AI Machine Learning & Data Science Research

Samsung & Meta AI’s Adaptive Parameter-Free Learning Rate Method Matches Hand-Tuned Adam Optimizer

In a new paper Prodigy: An Expeditiously Adaptive Parameter-Free Learner, a research team from Samsung AI Center and Meta AI presents two novel modifications, Prodigy and Resetting, to enhance the D-Adaptation method’s worst-case non-asymptotic convergence rate, achieving faster convergence rates and better optimization outputs.

Optimization is a crucial tool to minimize error, cost, or loss when fitting a machine learning algorithm. One of the key challenges for optimizer is to find the appropriate learning rate, which is significant for the convergence speed and the accuracy of final results.

Despite the good performance of some hand-tuned optimizers, these approaches usually require tons of expert experience, as well as arduous efforts. Therefore, “parameter-free” adaptive learning rate methods, popularized by the D-Adaptation method, are gaining popularity in recent years for learning-rate-free optimization.

To further improve the D-Adaptation method, in a new paper Prodigy: An Expeditiously Adaptive Parameter-Free Learner, a research team from Samsung AI Center and Meta AI presents two novel modifications, Prodigy and Resetting, to enhance the D-Adaptation method’s worst-case non-asymptotic convergence rate, achieving faster convergence rates and better optimization outputs.

In the prodigy approach, the team improves upon the D-Adaptation by modifying its error term with Adagrad-like step sizes. In this way, the researchers have provably larger step size while preserving the main error term, which results in faster convergence rate of the modified algorithm. They also place an extra weight next to the gradients in case the algorithm become slow when the denominator in the step size grows too large over time.

Next, the team observed an unsetting fact that the convergence rate for Gradient Descent variant of Prodigy is worst then the Dual Averaging. To remedy this, In the resetting approach, the team resets the Dual Averaging process whenever the current gradient estimate increases by more than a factor of two. This resets process has three effects: 1) the step-size sequence is also reset, which results in larger step; 2) the convergence of the method is proven with respect to an unweighted average of the iterates; and 3) the value of gradient often increases more rapidly then the standard D-Adaptation estimate. As a result, it is significantly simpler to analyze in the non-asymptotic case.

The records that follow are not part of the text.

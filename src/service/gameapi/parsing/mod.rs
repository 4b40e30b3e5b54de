use thiserror::Error;

pub mod champion;
pub mod league;
pub mod matches;
pub mod spectator;
pub mod summoner;

#[derive(Debug, Error)]
pub enum ParsingError {
    #[error("Invalid type for field: {0}")]
    InvalidType(String),
    #[error("Malformed JSON: {0}")]
    Malformed(#[from] json::Error),
}
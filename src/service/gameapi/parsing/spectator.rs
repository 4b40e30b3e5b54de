use json::JsonValue;

use crate::model::{
    game::Perks,
    riot::{CurrentGameDto, CurrentGameParticipantDto},
};

use super::{matches::timestamp_millis, ParsingError};

pub fn parse_current_game(json: &JsonValue) -> Result<CurrentGameDto, ParsingError> {
    if let JsonValue::Object(obj) = json {
        // Game ids exceed the GraphQL Int range, they are passed on as strings
        let game_id = obj["gameId"]
            .as_i64()
            .ok_or(ParsingError::InvalidType("gameId".into()))?
            .to_string();

        let game_type = obj["gameType"]
            .as_str()
            .ok_or(ParsingError::InvalidType("gameType".into()))?
            .to_string();

        let game_start_time = obj["gameStartTime"]
            .as_i64()
            .and_then(timestamp_millis)
            .ok_or(ParsingError::InvalidType("gameStartTime".into()))?;

        let map_id = obj["mapId"].as_i32().ok_or(ParsingError::InvalidType("mapId".into()))?;

        let game_length = obj["gameLength"]
            .as_i32()
            .ok_or(ParsingError::InvalidType("gameLength".into()))?;

        let game_mode = obj["gameMode"]
            .as_str()
            .ok_or(ParsingError::InvalidType("gameMode".into()))?
            .to_string();

        let mut participants = Vec::new();
        if let JsonValue::Array(players_array) = &obj["participants"] {
            for player_json in players_array {
                participants.push(parse_participant(player_json)?);
            }
        } else {
            return Err(ParsingError::InvalidType("participants".into()));
        }

        return Ok(CurrentGameDto {
            game_id,
            game_type,
            game_start_time,
            map_id,
            game_length,
            game_mode,
            participants,
        });
    }

    Err(ParsingError::InvalidType("root".into()))
}

fn parse_participant(json: &JsonValue) -> Result<CurrentGameParticipantDto, ParsingError> {
    if let JsonValue::Object(player) = json {
        let team_id = player["teamId"]
            .as_i32()
            .ok_or(ParsingError::InvalidType("teamId".into()))?;

        let champion_id = player["championId"]
            .as_i32()
            .ok_or(ParsingError::InvalidType("championId".into()))?;

        let summoner_id = player["summonerId"].as_str().unwrap_or_default().to_string();

        // Newer payloads only carry the riot id
        let summoner_name = player["summonerName"]
            .as_str()
            .or_else(|| player["riotId"].as_str())
            .unwrap_or_default()
            .to_string();

        let perks_json = &player["perks"];
        let perks = Perks {
            perk_ids: perks_json["perkIds"].members().filter_map(|id| id.as_i32()).collect(),
            perk_style: perks_json["perkStyle"].as_i32().unwrap_or(0),
            perk_sub_style: perks_json["perkSubStyle"].as_i32().unwrap_or(0),
        };

        return Ok(CurrentGameParticipantDto {
            team_id,
            champion_id: champion_id.into(),
            summoner_id,
            summoner_name,
            perks,
        });
    }

    Err(ParsingError::InvalidType("participant entry".into()))
}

In their empirical study, the team applied the proposed algorithms on both convex logistic regression and deep learning problems. Prodigy demonstrates faster adoption then other known methods across various experiments; D-Adaptation with resetting achieves the same theoretical rate as Prodigy while having a much simpler theory than Prodigy or even D-Adaptation. Moreover, both proposed approaches consistently surpass the D-Adaptation algorithm and even match the test accuracy of hand-tuned Adam.

The paper Prodigy: An Expeditiously Adaptive Parameter-Free Learner on arXiv.